"""

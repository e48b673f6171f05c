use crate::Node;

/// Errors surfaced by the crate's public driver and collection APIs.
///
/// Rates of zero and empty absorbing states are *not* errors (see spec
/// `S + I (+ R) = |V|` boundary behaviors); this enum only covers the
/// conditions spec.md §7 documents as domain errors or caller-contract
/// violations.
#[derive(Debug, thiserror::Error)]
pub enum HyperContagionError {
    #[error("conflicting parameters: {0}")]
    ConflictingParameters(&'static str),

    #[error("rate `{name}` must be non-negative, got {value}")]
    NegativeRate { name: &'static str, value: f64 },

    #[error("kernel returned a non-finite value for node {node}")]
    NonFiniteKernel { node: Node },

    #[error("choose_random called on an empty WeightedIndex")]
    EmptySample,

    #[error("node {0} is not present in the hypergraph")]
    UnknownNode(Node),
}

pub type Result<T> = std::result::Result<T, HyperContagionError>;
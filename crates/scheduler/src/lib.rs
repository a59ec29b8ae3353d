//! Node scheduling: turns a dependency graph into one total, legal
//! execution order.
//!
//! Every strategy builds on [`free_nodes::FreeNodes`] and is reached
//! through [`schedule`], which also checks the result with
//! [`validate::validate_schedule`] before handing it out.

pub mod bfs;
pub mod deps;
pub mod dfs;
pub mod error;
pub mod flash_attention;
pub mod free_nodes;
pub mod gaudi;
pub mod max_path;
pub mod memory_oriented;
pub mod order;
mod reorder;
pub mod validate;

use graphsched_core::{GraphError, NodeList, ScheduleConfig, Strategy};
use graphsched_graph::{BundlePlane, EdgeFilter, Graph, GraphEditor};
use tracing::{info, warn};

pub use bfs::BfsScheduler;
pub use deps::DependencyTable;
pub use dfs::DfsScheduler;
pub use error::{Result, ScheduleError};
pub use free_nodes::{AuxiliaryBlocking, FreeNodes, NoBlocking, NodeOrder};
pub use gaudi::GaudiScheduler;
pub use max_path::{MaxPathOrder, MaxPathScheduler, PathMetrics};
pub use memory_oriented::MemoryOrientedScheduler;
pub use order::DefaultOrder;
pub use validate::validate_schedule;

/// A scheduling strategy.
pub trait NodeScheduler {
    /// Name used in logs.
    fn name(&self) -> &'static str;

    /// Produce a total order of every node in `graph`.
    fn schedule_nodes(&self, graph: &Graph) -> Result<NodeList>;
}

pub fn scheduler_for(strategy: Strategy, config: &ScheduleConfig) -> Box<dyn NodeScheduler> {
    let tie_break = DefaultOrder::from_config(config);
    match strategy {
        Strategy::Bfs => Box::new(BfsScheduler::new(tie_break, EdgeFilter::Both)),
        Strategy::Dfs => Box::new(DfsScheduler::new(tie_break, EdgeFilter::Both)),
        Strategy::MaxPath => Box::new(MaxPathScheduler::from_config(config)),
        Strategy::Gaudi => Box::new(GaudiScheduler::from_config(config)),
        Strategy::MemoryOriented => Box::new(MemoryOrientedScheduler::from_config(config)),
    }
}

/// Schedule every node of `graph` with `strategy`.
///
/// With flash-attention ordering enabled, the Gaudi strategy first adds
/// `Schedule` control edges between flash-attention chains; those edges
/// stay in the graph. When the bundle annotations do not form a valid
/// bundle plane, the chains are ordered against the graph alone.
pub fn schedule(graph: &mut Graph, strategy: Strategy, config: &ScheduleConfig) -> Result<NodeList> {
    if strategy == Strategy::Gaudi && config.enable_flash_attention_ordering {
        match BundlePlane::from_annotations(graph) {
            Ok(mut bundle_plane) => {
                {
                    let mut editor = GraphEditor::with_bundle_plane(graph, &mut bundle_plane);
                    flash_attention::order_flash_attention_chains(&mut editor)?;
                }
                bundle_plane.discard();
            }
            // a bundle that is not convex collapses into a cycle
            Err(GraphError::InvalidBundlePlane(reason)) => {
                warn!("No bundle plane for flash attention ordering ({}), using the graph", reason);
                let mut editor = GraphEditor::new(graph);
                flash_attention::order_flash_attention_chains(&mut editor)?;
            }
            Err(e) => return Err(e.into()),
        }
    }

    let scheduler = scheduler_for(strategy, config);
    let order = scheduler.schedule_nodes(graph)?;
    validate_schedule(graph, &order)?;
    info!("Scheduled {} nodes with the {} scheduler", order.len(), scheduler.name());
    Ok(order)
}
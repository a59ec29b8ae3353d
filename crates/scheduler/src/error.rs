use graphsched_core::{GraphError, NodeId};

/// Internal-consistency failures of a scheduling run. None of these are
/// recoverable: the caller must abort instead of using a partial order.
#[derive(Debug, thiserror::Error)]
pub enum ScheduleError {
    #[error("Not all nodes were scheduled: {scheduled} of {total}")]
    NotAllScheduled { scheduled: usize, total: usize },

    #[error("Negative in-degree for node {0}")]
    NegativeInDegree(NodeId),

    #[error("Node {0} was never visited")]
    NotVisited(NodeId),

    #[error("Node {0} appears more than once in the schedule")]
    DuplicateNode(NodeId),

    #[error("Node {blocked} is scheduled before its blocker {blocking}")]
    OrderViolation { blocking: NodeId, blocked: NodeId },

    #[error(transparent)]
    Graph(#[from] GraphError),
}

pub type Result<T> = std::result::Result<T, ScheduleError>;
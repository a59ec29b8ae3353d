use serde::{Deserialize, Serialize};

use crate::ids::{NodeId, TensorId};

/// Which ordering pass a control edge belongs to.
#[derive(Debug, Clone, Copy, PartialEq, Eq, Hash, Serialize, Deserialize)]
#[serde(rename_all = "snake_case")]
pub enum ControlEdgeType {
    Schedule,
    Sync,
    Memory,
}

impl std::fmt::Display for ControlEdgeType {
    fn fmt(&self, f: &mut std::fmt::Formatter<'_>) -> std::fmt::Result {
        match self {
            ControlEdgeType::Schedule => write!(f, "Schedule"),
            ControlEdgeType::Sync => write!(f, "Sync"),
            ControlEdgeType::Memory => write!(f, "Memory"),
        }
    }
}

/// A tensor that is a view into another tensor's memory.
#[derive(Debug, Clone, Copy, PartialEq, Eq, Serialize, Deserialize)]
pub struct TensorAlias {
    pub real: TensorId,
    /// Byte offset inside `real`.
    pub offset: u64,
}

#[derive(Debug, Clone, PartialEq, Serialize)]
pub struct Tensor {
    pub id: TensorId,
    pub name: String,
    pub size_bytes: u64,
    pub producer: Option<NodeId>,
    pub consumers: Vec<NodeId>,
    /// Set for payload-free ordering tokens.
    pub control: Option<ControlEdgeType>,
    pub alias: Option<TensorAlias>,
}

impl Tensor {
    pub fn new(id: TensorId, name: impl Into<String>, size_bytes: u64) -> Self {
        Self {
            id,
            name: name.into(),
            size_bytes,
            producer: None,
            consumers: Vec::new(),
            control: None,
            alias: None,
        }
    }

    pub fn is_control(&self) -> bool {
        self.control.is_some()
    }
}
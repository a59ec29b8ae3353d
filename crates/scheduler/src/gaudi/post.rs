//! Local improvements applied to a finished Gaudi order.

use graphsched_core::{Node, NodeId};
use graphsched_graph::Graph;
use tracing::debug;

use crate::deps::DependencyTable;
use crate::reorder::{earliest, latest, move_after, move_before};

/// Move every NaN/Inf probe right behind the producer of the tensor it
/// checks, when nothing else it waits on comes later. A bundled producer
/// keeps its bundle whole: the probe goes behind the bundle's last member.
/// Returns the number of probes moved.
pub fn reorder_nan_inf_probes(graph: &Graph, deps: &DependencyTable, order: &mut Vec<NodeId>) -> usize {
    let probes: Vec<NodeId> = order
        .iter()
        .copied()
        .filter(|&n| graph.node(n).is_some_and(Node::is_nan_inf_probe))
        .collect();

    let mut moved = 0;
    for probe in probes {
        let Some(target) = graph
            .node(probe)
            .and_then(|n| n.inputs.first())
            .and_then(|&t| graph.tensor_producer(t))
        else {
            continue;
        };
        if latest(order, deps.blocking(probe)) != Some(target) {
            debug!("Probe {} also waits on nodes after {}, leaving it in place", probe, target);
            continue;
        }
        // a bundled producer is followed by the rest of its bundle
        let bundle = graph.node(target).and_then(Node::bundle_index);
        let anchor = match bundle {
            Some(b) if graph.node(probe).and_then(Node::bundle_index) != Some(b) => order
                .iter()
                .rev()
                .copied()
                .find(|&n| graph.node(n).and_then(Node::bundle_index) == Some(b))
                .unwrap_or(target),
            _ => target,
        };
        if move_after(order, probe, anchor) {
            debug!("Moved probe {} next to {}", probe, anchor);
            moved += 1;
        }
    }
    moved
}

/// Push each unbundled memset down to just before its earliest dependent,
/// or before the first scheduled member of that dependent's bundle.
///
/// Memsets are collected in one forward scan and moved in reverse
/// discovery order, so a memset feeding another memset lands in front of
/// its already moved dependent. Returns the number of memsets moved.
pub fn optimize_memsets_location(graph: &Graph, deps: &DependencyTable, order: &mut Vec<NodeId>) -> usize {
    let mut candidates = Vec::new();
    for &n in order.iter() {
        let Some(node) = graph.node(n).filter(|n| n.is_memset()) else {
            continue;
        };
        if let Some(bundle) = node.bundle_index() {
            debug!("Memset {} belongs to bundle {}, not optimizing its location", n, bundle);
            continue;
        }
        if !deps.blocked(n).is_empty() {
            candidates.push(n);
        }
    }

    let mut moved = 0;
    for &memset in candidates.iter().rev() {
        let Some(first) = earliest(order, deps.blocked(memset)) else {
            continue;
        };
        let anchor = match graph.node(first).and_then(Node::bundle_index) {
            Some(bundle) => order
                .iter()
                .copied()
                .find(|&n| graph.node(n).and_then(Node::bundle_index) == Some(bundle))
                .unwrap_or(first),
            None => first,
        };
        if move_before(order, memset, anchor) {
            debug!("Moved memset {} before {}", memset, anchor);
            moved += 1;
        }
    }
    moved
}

"""

*Your instructions*
Among the lines above, which hold the word "write"? Report each one.

*Result of this exercise*
            ControlEdgeType::Schedule => write!(f, "Schedule"),
            ControlEdgeType::Sync => write!(f, "Sync"),
            ControlEdgeType::Memory => write!(f, "Memory"),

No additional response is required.